Neuroadaptations in human chronic alcoholics: dysregulation of the NF-kappaB system.

  • Anna Okvist,
  • Sofia Johansson,
  • Alexander Kuzmin,
  • Igor Bazov,
  • Roxana Merino-Martinez,
  • Igor Ponomarev,
  • R Dayne Mayfield,
  • R Adron Harris,
  • Donna Sheedy,
  • Therese Garrick,
  • Clive Harper,
  • Yasmin L Hurd,
  • Lars Terenius,
  • Tomas J Ekström,
  • Georgy Bakalkin,
  • Tatjana Yakovleva

DOI
https://doi.org/10.1371/journal.pone.0000930
Journal volume & issue
Vol. 2, no. 9
p. e930

Abstract

Read online

Alcohol dependence and associated cognitive impairments apparently result from neuroadaptations to chronic alcohol consumption involving changes in expression of multiple genes. Here we investigated whether transcription factors of Nuclear Factor-kappaB (NF-kappaB) family, controlling neuronal plasticity and neurodegeneration, are involved in these adaptations in human chronic alcoholics.Analysis of DNA-binding of NF-kappaB (p65/p50 heterodimer) and the p50 homodimer as well as NF-kappaB proteins and mRNAs was performed in postmortem human brain samples from 15 chronic alcoholics and 15 control subjects.
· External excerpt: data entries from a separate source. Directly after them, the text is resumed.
use image::imageops::FilterType;
use postergrid::PosterItem;
use ratatui::{
    Frame,
    layout::{Constraint, Layout},
    style::{Style, Stylize},
    text::{Line, Span},
    widgets::{Block, BorderType, Borders, Paragraph},
};
use ratatui_image::{Resize, StatefulImage, picker::Picker};

use crate::app::config::Config;
use crate::app::poster_cache::CachedPoster;
use crate::ui::utils::{CellPlacement, center_image, truncate_by_width};

/// Smallest inner area worth drawing an image into
const MIN_IMAGE_WIDTH: u16 = 4;
const MIN_IMAGE_HEIGHT: u16 = 3;

/// What the grid's cell factory hands back for one visible item
#[derive(Debug, Clone, Copy, PartialEq, Eq)]
pub struct PosterCell {
    pub index: usize,
    pub priority: bool,
}

/// How far along a poster's art is
#[derive(Debug, Clone, Copy, PartialEq, Eq)]
pub enum ArtState {
    NoArt,
    Loading,
    Missing,
    Ready,
}

impl ArtState {
    pub fn of(item: &PosterItem, poster: Option<&CachedPoster>) -> Self {
        match (item.image.as_deref(), poster) {
            (None | Some(""), _) => ArtState::NoArt,
            (Some(_), None) => ArtState::Loading,
            (Some(_), Some(p)) if p.is_missing() => ArtState::Missing,
            (Some(_), Some(_)) => ArtState::Ready,
        }
    }

    fn label(self) -> Option<&'static str> {
        match self {
            ArtState::NoArt => Some("no art"),
            ArtState::Loading => Some("loading…"),
            ArtState::Missing => Some("art unavailable"),
            ArtState::Ready => None,
        }
    }
}

/// Draw one poster: the image when it can be shown, a text card otherwise
#[allow(clippy::too_many_arguments)]
pub fn render_poster(
    frame: &mut Frame<'_>,
    placement: CellPlacement,
    item: &PosterItem,
    cell: PosterCell,
    poster: Option<&mut CachedPoster>,
    picker: &Picker,
    config: &Config,
    images_enabled: bool,
) {
    let border_color = if cell.priority {
        config.colors.priority_accent_color()
    } else {
        config.colors.border_color()
    };
    let block = Block::default()
        .borders(Borders::ALL)
        .border_type(BorderType::Rounded)
        .border_style(Style::default().fg(border_color));
    let inner = block.inner(placement.rect);
    frame.render_widget(block, placement.rect);

    let state = ArtState::of(item, poster.as_deref());
    let can_draw_image = images_enabled
        && !placement.clipped
        && state == ArtState::Ready
        && inner.width >= MIN_IMAGE_WIDTH
        && inner.height > MIN_IMAGE_HEIGHT;

    if can_draw_image && let Some(protocol) = poster.and_then(|p| p.protocol(picker)) {
        let [image_area, title_area] =
            Layout::vertical([Constraint::Min(1), Constraint::Length(1)]).areas(inner);

        let resize = Resize::Scale(Some(FilterType::Lanczos3));
        let img_rect = protocol.size_for(resize.clone(), image_area);
        let centered_area = center_image(img_rect, image_area);
        let image = StatefulImage::default().resize(resize);
        frame.render_stateful_widget(image, centered_area, &mut *protocol);

        if let Some(Err(e)) = protocol.last_encoding_result() {
            log::warn!("Failed to encode poster {}: {:?}", cell.index, e);
        }

        let title = truncate_by_width(item.display_title(), title_area.width as usize);
        frame.render_widget(
            Paragraph::new(title)
                .style(Style::default().fg(config.colors.poster_title_color()))
                .centered(),
            title_area,
        );
        return;
    }

    frame.render_widget(poster_card(item, state, inner.width, config), inner);
}

fn poster_card<'a>(item: &PosterItem, state: ArtState, width: u16, config: &Config) -> Paragraph<'a> {
    let width = width as usize;
    let title_style = Style::default().fg(config.colors.poster_title_color()).bold();
    let meta_style = Style::default().fg(config.colors.poster_meta_color());

    let mut lines = vec![Line::from(Span::styled(
        truncate_by_width(item.display_title(), width),
        title_style,
    ))];

    let meta = poster_meta(item);
    if !meta.is_empty() {
        lines.push(Line::from(Span::styled(truncate_by_width(&meta, width), meta_style)));
    }

    if let Some(label) = state.label() {
        lines.push(Line::from(""));
        lines.push(
            Line::from(truncate_by_width(label, width))
                .style(Style::default().fg(config.colors.placeholder_color())),
        );
    }

    Paragraph::new(lines).centered()
}

/// "1995 · ★ 8.3"
pub fn poster_meta(item: &PosterItem) -> String {
    let mut parts = Vec::new();
    if let Some(year) = item.year {
        parts.push(year.to_string());
    }
    if let Some(rating) = item.rating.filter(|r| r.is_finite()) {
        parts.push(format!("★ {:.1}", rating));
    }
    parts.join(" · ")
}

#[cfg(test)]
mod tests {
    use super::*;

    #[test]
    fn test_poster_meta() {
        let mut item = PosterItem::default();
        assert_eq!(poster_meta(&item), "");

        item.year = Some(1995);
        assert_eq!(poster_meta(&item), "1995");

        item.rating = Some(8.3);
        assert_eq!(poster_meta(&item), "1995 · ★ 8.3");
    }

    #[test]
    fn test_art_state_without_image() {
        let item = PosterItem::default();
        assert_eq!(ArtState::of(&item, None), ArtState::NoArt);

        let item = PosterItem {
            image: Some("/p/a.png".to_string()),
            ..Default::default()
        };
        assert_eq!(ArtState::of(&item, None), ArtState::Loading);
    }
}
The prefrontal cortex involved in alcohol dependence and cognition was analyzed and the motor cortex was studied for comparison. The p50 homodimer was identified as dominant kappaB binding factor in analyzed tissues. NF-kappaB and p50 homodimer DNA-binding was downregulated, levels of p65 (RELA) mRNA were attenuated, and the stoichiometry of p65/p50 proteins and respective mRNAs was altered in the prefrontal cortex of alcoholics. Comparison of a number of p50 homodimer/NF-kappaB target DNA sites, kappaB elements in 479 genes, down- or upregulated in alcoholics demonstrated that genes with kappaB elements were generally upregulated in alcoholics. No significant differences between alcoholics and controls were observed in the motor cortex.We suggest that cycles of alcohol intoxication/withdrawal, which may initially activate NF-kappaB, when repeated over years downregulate RELA expression and NF-kappaB and p50 homodimer DNA-binding. Downregulation of the dominant p50 homodimer, a potent inhibitor of gene transcription apparently resulted in derepression of kappaB regulated genes. Alterations in expression of p50 homodimer/NF-kappaB regulated genes may contribute to neuroplastic adaptation underlying alcoholism.